Exercise details =
Each line in the entries that has the word "pass" has to be copied.

Information supplied =
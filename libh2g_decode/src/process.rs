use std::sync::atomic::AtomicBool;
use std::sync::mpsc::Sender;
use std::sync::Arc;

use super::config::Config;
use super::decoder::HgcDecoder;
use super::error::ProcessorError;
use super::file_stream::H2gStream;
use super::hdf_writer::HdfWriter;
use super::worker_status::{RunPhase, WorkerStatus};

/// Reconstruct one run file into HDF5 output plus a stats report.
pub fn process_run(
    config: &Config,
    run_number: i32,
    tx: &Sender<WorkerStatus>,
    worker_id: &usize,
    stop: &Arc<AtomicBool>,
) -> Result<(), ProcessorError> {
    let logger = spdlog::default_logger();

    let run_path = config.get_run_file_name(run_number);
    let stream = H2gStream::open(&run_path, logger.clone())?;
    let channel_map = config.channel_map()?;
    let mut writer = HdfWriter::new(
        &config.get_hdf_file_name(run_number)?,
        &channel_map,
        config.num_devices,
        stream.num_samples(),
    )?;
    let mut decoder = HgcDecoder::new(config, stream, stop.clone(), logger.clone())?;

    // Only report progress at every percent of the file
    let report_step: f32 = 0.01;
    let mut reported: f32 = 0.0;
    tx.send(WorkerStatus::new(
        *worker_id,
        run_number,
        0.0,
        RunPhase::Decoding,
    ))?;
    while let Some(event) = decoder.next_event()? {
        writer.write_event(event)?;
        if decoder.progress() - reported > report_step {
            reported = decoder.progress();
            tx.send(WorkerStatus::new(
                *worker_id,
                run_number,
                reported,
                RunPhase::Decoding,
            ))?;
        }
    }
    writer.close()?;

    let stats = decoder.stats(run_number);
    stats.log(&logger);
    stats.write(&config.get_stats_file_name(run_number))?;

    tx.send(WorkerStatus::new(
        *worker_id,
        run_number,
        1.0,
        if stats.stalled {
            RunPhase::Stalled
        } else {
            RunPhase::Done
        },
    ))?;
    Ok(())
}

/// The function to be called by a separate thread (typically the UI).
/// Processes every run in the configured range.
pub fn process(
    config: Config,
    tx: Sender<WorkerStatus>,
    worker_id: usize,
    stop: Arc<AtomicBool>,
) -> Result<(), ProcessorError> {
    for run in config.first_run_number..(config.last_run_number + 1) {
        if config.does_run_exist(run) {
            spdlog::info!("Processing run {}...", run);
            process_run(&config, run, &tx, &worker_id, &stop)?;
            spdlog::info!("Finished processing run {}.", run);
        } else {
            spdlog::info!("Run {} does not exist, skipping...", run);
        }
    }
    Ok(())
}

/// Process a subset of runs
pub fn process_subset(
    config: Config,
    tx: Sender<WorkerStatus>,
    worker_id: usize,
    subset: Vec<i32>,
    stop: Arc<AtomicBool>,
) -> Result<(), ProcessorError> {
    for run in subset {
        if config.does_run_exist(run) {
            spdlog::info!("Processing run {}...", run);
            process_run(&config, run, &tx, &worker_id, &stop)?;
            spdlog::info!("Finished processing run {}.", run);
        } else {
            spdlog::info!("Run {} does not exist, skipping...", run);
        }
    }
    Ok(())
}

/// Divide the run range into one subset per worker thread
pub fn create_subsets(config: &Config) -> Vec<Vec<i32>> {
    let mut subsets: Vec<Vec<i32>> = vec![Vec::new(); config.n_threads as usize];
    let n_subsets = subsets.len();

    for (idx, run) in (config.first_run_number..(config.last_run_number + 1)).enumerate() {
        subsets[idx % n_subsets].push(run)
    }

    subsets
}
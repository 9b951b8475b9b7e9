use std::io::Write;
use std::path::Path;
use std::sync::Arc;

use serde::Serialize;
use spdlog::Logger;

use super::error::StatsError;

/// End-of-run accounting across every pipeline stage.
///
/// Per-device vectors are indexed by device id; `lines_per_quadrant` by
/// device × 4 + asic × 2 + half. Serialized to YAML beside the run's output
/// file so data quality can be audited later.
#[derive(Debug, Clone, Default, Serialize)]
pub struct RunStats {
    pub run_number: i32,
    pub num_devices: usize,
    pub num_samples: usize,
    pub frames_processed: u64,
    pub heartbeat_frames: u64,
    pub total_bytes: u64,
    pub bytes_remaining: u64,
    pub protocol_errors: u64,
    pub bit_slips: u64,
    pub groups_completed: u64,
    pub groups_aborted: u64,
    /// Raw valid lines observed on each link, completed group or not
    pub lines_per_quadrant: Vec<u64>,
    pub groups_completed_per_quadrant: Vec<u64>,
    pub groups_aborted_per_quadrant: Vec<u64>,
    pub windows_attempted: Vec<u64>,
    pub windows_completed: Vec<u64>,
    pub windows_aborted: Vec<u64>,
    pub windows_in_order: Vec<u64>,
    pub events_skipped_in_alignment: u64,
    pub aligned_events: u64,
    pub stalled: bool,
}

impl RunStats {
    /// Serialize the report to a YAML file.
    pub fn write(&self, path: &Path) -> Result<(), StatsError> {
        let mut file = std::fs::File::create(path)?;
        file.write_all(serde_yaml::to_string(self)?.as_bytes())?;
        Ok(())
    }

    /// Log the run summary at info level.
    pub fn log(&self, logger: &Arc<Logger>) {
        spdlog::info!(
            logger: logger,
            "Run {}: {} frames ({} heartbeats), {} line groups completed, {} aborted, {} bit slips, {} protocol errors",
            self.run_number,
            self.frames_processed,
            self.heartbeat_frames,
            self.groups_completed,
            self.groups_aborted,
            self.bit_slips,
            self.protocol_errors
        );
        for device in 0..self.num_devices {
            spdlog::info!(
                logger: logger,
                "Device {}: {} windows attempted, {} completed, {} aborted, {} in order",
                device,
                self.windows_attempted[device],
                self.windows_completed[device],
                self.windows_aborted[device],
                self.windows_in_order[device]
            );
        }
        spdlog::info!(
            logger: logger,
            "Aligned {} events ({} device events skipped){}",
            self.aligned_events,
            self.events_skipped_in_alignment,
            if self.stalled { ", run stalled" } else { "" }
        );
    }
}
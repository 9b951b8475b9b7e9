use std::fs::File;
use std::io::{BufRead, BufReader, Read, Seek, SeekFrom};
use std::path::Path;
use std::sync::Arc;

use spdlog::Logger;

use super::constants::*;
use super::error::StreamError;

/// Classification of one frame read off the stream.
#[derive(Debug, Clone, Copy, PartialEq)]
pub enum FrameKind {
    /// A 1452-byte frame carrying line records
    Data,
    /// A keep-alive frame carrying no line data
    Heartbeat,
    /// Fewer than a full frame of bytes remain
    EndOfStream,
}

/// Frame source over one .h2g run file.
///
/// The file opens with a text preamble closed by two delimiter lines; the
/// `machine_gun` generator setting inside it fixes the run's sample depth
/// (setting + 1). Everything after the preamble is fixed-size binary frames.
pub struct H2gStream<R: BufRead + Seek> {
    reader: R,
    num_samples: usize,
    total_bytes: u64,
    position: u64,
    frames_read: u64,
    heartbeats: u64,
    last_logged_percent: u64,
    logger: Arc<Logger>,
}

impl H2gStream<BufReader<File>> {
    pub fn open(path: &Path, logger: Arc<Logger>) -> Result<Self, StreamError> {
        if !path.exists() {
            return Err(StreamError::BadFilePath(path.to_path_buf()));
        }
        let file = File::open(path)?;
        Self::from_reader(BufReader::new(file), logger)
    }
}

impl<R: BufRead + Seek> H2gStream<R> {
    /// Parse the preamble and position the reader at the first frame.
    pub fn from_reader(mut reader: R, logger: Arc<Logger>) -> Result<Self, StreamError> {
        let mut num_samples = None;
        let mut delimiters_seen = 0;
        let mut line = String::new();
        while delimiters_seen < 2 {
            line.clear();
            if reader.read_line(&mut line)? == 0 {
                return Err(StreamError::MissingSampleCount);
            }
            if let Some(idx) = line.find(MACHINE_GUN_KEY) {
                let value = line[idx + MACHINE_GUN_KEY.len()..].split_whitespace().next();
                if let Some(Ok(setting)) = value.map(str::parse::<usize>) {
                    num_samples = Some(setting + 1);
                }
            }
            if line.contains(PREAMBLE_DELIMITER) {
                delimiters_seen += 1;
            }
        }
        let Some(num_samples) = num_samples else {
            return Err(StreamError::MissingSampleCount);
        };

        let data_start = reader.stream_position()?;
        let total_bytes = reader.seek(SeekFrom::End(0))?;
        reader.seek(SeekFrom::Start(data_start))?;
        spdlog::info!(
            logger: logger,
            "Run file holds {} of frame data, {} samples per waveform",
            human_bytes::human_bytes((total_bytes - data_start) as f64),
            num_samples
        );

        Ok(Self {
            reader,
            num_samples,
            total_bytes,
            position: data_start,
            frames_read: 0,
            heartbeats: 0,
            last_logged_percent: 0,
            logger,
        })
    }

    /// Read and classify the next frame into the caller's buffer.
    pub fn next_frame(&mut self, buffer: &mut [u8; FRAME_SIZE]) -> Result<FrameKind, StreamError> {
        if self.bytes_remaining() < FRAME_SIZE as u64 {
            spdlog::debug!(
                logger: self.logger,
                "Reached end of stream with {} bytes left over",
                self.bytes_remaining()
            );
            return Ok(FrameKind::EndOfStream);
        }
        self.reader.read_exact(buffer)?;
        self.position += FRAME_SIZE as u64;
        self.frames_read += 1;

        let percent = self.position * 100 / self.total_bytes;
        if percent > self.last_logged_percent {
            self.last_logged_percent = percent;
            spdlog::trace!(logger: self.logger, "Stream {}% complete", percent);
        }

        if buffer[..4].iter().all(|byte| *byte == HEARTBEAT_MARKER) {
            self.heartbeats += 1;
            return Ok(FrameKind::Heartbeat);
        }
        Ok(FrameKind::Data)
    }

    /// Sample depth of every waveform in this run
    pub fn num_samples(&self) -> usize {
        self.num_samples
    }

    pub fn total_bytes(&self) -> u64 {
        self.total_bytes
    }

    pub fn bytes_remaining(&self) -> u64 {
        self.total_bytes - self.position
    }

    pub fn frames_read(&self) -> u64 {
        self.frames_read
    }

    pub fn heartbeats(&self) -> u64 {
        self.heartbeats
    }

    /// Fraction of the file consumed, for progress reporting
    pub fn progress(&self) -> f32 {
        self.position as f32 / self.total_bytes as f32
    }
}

--

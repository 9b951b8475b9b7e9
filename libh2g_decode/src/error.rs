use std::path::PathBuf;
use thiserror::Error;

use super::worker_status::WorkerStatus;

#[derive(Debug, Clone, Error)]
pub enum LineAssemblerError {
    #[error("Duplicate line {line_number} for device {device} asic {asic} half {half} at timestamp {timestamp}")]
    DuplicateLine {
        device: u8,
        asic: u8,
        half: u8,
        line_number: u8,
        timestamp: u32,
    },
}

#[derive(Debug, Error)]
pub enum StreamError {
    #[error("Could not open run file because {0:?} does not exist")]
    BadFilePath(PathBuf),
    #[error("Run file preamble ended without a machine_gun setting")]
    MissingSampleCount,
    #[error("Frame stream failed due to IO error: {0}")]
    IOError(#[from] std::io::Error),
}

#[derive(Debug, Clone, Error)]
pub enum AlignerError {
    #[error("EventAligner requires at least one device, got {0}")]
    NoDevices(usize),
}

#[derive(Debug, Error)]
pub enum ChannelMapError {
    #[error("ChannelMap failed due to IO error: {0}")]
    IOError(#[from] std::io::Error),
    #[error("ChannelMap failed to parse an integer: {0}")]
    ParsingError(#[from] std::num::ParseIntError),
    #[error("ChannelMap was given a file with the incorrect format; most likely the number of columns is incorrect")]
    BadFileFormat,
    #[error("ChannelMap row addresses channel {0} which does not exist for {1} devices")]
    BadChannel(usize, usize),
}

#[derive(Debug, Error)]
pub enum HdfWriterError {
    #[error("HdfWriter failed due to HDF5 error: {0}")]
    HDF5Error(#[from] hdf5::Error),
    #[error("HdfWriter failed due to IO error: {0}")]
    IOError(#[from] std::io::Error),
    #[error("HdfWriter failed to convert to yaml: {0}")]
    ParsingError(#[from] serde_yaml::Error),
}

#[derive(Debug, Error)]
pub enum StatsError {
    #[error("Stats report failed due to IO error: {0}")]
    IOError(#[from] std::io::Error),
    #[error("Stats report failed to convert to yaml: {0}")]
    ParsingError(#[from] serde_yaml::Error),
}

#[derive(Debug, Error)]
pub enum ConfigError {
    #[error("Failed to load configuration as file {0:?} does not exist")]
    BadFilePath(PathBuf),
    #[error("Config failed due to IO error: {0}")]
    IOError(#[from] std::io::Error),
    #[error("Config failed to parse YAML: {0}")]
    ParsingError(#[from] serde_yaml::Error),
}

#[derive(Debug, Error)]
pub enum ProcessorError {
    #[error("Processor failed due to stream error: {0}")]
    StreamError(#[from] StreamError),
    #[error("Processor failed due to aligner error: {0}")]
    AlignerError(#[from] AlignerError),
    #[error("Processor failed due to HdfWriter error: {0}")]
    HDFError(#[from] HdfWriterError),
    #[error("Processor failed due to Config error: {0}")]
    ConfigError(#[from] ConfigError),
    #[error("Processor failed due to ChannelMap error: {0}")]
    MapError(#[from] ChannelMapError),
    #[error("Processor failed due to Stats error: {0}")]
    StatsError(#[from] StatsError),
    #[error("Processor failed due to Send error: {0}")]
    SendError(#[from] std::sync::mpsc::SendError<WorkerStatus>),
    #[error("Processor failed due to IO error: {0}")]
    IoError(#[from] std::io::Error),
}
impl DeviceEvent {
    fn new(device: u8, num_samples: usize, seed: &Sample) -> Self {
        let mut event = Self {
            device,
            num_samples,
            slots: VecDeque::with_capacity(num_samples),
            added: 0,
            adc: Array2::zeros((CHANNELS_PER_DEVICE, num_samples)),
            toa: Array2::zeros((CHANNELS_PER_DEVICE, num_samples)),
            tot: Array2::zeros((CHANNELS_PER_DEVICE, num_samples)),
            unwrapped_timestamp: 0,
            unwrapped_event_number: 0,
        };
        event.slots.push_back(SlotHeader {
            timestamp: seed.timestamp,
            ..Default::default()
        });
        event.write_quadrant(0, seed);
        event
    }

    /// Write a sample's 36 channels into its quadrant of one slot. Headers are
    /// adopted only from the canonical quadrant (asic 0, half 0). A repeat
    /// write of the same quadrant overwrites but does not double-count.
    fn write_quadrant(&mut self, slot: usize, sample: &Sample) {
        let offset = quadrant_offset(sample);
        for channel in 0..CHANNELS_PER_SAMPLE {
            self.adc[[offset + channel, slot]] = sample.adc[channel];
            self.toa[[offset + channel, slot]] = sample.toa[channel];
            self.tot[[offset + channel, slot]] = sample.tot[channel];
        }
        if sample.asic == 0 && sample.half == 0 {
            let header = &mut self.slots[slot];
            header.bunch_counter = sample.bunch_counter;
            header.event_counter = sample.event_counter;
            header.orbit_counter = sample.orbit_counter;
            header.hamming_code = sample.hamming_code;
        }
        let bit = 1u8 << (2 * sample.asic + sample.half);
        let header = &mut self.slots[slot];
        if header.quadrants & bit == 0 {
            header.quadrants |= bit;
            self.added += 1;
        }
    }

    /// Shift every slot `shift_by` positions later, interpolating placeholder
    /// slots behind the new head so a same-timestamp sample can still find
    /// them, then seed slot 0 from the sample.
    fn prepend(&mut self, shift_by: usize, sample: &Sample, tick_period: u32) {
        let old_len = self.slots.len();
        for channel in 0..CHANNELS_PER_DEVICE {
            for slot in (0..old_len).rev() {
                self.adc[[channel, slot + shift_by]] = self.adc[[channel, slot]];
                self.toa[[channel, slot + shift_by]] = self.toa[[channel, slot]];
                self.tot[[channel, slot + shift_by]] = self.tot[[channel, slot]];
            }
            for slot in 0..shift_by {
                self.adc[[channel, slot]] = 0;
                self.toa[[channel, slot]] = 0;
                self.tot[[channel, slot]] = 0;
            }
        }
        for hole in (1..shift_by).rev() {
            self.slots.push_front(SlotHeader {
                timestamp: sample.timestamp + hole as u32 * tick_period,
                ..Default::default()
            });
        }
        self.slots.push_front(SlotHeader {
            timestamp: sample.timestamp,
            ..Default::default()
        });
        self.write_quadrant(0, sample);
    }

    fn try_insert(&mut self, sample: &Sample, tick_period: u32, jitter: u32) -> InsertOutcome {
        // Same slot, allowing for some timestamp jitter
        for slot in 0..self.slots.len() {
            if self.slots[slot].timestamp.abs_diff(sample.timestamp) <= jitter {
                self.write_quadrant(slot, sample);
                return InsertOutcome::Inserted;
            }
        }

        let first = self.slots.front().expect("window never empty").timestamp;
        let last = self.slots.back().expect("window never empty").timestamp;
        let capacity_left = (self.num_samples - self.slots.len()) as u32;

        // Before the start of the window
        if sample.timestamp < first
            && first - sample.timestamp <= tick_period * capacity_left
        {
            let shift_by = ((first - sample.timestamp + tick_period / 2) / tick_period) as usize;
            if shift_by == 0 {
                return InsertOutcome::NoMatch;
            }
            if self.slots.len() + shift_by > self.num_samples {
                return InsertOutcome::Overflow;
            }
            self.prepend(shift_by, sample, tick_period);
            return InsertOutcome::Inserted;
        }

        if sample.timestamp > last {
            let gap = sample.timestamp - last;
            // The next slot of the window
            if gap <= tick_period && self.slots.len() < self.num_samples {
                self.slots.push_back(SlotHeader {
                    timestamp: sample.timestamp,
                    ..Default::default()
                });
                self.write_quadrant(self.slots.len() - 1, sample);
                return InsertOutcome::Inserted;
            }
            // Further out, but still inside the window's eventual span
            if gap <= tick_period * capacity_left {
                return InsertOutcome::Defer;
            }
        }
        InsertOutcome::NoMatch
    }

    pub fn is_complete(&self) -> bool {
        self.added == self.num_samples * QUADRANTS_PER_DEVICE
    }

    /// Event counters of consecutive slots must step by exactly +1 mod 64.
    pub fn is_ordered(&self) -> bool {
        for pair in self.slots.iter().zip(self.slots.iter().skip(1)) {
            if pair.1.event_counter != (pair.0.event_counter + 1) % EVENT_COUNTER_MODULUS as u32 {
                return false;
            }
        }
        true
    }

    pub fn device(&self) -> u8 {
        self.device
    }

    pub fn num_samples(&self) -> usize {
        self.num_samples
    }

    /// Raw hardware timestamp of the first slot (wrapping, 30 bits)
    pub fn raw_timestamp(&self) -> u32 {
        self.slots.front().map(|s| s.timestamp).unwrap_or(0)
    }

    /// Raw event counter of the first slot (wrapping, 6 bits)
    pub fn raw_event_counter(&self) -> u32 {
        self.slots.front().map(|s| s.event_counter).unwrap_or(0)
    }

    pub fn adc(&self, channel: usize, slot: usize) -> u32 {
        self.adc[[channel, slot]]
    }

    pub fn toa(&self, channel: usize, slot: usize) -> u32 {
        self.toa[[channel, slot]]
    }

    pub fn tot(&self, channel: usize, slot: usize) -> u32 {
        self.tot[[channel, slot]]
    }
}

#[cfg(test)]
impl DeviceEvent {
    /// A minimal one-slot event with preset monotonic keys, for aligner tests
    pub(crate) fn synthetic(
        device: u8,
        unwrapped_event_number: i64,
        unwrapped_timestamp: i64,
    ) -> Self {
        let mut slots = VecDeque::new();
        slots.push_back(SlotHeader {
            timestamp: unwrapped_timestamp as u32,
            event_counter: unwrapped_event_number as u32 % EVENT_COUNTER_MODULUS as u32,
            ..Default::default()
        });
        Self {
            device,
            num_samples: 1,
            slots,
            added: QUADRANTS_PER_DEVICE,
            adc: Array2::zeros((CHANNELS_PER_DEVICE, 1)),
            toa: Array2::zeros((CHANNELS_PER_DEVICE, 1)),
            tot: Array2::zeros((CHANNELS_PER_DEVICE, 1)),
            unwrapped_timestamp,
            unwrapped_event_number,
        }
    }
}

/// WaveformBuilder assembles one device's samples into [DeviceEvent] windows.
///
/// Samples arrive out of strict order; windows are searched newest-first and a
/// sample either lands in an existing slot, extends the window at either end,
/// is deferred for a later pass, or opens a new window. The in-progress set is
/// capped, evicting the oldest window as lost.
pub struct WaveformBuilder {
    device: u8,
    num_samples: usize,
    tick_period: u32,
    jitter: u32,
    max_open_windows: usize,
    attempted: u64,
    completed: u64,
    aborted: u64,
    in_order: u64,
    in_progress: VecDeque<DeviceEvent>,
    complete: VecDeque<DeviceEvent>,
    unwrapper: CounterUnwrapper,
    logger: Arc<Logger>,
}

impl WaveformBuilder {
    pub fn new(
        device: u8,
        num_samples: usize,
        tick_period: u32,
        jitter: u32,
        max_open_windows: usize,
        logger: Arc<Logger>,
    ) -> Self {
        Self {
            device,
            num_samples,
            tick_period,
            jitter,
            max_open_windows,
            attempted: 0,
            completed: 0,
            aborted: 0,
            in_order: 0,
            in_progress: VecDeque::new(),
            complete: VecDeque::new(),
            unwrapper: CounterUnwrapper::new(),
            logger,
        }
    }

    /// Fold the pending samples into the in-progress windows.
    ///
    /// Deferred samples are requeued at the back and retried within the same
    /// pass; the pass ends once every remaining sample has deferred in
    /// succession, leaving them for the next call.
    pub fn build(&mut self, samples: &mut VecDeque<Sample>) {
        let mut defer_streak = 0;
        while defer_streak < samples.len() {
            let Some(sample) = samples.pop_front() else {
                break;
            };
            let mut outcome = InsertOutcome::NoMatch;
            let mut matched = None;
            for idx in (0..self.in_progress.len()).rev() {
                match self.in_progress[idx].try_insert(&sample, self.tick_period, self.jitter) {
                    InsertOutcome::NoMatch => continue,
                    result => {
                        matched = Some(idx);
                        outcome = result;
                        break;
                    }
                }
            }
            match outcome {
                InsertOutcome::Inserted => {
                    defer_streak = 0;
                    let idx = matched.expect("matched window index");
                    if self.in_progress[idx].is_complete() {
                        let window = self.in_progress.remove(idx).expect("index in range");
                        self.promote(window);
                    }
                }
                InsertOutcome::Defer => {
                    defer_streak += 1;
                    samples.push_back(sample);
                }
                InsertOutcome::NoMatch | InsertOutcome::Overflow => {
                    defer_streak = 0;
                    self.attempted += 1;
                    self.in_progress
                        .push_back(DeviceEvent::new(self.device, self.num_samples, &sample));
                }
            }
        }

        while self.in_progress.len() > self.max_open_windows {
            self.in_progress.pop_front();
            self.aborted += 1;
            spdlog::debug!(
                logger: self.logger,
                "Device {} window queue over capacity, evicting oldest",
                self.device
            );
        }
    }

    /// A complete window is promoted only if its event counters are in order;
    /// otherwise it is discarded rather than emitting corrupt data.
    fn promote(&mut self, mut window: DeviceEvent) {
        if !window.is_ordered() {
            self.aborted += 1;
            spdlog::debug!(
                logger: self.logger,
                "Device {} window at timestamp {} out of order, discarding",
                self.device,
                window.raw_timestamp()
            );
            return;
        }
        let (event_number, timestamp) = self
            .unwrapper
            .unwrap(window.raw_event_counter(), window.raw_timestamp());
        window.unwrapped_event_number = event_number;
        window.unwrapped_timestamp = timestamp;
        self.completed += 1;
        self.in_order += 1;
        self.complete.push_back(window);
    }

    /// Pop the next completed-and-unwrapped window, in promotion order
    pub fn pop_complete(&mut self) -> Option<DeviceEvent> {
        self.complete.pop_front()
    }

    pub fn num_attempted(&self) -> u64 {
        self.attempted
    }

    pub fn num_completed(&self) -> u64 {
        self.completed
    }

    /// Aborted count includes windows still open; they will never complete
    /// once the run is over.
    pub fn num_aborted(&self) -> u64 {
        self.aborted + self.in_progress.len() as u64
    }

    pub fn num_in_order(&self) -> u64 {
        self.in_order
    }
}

Solution to this task =
/// is deferred for a later pass, or opens a new window. The in-progress set is
    /// pass; the pass ends once every remaining sample has deferred in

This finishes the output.